Records excerpted from a collection
==============================
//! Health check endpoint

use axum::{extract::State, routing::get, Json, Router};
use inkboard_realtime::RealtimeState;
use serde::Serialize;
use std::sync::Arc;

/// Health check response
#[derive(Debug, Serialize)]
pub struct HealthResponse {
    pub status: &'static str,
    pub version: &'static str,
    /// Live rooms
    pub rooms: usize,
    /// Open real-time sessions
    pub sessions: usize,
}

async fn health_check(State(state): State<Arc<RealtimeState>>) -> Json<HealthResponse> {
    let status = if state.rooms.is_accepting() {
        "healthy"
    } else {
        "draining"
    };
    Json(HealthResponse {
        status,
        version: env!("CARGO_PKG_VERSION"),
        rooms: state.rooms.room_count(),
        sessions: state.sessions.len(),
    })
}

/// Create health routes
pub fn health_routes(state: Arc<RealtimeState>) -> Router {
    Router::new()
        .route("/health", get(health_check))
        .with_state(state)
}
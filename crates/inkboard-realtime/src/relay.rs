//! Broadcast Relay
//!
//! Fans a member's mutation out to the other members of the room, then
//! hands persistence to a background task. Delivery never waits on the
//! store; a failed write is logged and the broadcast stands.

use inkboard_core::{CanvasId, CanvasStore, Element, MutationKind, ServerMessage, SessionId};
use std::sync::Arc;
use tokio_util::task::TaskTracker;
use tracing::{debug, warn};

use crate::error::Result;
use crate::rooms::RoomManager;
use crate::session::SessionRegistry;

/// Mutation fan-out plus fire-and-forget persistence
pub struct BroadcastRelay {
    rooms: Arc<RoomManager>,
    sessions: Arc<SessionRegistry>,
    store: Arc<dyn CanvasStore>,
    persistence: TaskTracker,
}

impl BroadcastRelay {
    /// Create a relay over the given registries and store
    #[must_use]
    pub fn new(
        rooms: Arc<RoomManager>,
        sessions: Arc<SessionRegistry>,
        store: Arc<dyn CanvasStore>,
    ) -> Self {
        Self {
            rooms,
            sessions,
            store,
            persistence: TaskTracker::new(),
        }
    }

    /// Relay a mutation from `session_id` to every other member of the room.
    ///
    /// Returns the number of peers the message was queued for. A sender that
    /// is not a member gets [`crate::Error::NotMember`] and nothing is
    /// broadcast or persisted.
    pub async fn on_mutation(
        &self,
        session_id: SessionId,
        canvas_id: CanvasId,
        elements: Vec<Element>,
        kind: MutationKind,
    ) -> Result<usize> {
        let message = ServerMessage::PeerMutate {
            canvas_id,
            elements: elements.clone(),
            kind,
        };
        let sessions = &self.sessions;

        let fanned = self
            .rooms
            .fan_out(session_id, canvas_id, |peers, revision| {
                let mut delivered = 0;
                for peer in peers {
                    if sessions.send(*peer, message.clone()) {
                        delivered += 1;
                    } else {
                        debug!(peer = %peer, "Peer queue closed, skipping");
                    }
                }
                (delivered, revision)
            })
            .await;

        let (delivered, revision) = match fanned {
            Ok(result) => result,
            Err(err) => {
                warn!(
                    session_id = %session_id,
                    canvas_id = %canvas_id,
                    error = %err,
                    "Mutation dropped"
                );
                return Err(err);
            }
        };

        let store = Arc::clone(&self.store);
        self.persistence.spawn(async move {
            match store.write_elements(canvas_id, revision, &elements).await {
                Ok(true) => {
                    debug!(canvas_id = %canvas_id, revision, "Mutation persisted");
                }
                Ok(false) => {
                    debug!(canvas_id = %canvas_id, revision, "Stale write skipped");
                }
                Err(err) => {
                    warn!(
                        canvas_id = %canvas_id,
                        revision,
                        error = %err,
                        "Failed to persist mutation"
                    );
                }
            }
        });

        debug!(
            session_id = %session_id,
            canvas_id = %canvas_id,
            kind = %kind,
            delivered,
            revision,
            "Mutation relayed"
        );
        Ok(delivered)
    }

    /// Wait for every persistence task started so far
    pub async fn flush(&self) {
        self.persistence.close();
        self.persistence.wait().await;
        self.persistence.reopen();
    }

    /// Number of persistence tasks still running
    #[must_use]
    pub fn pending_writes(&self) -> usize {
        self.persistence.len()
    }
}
==============================
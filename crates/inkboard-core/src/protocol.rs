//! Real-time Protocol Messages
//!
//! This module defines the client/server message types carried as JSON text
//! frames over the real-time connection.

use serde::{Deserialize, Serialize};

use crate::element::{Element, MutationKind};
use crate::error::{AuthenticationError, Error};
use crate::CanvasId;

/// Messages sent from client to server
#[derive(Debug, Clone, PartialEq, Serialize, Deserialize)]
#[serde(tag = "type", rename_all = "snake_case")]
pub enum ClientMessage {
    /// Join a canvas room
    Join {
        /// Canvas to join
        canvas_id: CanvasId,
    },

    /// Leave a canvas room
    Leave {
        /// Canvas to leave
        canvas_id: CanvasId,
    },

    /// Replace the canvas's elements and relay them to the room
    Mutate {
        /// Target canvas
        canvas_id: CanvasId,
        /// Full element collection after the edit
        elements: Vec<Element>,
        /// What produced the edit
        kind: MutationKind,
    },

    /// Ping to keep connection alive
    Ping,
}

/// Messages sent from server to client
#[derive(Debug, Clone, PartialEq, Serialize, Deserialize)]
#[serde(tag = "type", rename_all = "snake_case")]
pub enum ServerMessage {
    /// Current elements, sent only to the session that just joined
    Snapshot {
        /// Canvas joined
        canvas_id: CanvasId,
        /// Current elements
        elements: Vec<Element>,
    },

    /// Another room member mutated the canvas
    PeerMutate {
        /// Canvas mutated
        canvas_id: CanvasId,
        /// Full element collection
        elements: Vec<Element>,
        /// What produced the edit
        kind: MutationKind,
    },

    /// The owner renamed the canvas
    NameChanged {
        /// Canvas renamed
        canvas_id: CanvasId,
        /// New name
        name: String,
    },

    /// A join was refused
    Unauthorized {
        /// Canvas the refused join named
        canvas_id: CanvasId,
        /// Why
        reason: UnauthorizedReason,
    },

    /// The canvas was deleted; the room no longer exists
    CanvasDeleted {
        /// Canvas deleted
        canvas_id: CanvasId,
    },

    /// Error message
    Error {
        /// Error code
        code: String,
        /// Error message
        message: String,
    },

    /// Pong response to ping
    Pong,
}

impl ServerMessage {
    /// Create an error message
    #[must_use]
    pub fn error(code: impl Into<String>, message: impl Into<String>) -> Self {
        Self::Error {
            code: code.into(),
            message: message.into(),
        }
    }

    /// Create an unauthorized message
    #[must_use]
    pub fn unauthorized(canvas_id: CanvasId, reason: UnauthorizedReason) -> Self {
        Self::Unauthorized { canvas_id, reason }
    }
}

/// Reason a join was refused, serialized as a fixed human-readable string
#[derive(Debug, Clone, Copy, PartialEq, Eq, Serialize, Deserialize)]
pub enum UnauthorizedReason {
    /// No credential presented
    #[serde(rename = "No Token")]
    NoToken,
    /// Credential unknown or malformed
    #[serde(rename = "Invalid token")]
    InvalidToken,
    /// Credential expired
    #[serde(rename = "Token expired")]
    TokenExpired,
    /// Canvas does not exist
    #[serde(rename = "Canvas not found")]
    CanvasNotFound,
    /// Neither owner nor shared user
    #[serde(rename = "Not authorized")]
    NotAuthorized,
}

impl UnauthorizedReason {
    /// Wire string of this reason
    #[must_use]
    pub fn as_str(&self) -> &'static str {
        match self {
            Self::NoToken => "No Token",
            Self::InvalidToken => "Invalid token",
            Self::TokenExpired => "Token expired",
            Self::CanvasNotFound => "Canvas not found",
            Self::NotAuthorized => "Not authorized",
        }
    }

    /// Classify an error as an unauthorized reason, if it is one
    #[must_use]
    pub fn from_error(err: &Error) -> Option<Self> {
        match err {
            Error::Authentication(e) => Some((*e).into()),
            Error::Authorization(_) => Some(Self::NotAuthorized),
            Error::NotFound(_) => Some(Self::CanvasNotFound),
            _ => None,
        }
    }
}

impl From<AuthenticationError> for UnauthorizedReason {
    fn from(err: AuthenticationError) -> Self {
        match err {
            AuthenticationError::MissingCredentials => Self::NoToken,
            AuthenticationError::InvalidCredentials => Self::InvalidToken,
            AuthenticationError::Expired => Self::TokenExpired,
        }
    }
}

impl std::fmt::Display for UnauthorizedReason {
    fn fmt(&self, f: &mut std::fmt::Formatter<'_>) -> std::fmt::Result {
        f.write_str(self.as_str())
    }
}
==============================
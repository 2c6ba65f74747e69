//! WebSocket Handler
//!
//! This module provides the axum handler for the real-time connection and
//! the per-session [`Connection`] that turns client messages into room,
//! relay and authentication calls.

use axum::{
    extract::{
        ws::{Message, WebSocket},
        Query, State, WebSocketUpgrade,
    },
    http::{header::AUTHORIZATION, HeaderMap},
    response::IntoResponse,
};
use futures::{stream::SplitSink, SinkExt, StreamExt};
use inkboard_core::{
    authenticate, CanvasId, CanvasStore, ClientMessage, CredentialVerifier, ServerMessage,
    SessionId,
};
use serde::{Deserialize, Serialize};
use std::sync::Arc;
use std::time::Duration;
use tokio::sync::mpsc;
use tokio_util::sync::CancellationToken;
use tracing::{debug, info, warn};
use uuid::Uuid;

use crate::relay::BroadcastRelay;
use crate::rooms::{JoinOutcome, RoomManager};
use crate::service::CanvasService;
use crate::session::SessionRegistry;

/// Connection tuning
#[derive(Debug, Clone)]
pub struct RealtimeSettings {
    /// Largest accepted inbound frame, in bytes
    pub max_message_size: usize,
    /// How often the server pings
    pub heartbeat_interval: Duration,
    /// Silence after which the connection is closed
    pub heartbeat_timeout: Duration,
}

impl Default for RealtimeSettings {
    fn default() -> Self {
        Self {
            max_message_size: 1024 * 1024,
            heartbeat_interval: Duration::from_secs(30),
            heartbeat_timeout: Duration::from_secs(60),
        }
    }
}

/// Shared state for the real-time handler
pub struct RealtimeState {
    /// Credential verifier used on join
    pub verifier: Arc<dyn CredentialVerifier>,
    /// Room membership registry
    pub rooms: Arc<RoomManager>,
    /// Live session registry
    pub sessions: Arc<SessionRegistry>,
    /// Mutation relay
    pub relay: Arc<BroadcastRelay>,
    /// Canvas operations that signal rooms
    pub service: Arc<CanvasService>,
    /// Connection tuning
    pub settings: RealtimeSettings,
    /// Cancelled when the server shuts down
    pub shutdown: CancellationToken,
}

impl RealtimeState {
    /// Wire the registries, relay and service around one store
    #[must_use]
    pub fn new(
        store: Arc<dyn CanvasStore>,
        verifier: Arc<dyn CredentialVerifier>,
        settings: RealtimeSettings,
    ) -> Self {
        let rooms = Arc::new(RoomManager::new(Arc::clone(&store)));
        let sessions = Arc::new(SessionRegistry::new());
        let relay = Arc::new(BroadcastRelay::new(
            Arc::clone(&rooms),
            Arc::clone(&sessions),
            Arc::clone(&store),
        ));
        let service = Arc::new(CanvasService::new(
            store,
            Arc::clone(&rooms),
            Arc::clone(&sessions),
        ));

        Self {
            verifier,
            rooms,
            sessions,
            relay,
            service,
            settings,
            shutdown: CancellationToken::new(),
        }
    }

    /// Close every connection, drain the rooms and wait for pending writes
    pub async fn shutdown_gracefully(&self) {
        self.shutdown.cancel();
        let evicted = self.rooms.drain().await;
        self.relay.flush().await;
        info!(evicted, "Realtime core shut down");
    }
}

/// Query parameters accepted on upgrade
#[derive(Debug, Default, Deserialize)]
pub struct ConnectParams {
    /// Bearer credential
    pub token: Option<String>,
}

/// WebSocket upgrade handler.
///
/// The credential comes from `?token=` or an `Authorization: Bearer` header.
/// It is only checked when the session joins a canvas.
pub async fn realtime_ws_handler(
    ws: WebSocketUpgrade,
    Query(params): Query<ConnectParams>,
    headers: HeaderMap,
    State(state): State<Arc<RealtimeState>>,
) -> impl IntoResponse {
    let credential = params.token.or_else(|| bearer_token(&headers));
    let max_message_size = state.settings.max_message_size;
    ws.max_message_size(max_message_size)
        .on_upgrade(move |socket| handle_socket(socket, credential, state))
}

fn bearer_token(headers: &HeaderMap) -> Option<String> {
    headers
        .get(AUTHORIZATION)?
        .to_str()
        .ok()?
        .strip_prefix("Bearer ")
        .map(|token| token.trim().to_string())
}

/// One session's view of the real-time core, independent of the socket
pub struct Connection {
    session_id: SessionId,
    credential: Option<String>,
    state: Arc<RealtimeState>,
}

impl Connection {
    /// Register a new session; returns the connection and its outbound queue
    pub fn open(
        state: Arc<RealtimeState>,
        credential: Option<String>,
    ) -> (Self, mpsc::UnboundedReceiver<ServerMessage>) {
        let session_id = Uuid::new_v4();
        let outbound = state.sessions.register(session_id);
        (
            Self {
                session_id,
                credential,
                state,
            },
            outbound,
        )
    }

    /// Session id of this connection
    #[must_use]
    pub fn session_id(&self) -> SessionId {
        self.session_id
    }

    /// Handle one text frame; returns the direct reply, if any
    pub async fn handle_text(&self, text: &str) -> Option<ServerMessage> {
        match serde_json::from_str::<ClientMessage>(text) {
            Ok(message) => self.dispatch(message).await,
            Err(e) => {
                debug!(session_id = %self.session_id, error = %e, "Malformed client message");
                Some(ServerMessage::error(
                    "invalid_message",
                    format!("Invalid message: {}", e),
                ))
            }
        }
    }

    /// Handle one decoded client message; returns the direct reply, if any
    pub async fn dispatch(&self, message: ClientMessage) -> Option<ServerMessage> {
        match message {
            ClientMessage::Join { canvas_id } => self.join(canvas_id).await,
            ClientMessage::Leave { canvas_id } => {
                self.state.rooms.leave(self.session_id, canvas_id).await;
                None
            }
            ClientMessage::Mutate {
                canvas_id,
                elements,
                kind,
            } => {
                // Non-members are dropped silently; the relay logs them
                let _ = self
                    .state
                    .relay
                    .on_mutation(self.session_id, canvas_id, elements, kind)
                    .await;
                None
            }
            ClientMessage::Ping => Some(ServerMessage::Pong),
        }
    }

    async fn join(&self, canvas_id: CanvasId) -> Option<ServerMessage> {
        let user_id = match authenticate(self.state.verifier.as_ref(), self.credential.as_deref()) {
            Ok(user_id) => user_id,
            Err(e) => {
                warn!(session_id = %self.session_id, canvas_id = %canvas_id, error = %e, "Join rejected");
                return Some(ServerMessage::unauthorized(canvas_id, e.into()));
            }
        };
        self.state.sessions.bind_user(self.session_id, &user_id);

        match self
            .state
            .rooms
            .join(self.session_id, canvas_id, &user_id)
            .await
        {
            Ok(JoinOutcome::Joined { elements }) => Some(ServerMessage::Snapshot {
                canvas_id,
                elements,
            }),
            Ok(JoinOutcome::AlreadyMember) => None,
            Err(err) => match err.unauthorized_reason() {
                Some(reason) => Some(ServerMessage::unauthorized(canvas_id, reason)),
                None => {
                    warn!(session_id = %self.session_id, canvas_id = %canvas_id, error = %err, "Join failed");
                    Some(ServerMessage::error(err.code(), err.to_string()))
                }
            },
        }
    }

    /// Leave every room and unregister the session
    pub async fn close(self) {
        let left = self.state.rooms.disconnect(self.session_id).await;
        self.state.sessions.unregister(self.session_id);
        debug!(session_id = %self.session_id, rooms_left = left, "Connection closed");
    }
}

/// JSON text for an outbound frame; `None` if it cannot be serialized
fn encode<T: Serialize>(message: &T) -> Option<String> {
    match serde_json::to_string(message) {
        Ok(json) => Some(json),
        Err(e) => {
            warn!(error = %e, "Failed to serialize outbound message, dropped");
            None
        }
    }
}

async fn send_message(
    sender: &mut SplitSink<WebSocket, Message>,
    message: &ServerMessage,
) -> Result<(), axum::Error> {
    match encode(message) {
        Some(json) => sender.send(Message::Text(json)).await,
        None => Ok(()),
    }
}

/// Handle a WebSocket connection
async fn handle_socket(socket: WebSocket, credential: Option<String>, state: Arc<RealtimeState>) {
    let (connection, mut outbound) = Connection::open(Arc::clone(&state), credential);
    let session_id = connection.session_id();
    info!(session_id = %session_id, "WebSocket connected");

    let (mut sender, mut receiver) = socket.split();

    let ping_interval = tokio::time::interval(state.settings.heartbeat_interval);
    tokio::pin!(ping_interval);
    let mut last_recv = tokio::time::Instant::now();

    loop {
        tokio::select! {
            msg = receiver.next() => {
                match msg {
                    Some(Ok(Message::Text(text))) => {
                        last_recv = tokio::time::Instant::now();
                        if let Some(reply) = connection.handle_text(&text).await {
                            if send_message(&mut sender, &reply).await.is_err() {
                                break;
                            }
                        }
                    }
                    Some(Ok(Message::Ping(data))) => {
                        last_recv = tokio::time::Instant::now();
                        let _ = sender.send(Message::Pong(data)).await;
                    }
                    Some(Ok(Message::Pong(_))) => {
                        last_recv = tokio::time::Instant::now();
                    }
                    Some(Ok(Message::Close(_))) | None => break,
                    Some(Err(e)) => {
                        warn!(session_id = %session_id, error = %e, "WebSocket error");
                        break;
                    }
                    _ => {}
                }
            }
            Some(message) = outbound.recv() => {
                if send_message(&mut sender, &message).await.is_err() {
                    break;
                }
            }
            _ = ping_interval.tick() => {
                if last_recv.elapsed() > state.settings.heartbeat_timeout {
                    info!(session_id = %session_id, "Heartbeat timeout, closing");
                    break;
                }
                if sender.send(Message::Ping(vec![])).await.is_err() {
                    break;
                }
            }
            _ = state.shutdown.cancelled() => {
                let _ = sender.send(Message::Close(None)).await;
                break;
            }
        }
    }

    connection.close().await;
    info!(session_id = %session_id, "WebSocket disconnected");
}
==============================
• Problem statement
Whenever a line of the data above includes the word "revision", copy that line.

• Output
            .fan_out(session_id, canvas_id, |peers, revision| {
                (delivered, revision)
        let (delivered, revision) = match fanned {
            match store.write_elements(canvas_id, revision, &elements).await {
                    debug!(canvas_id = %canvas_id, revision, "Mutation persisted");
                    debug!(canvas_id = %canvas_id, revision, "Stale write skipped");
                        revision,
            revision,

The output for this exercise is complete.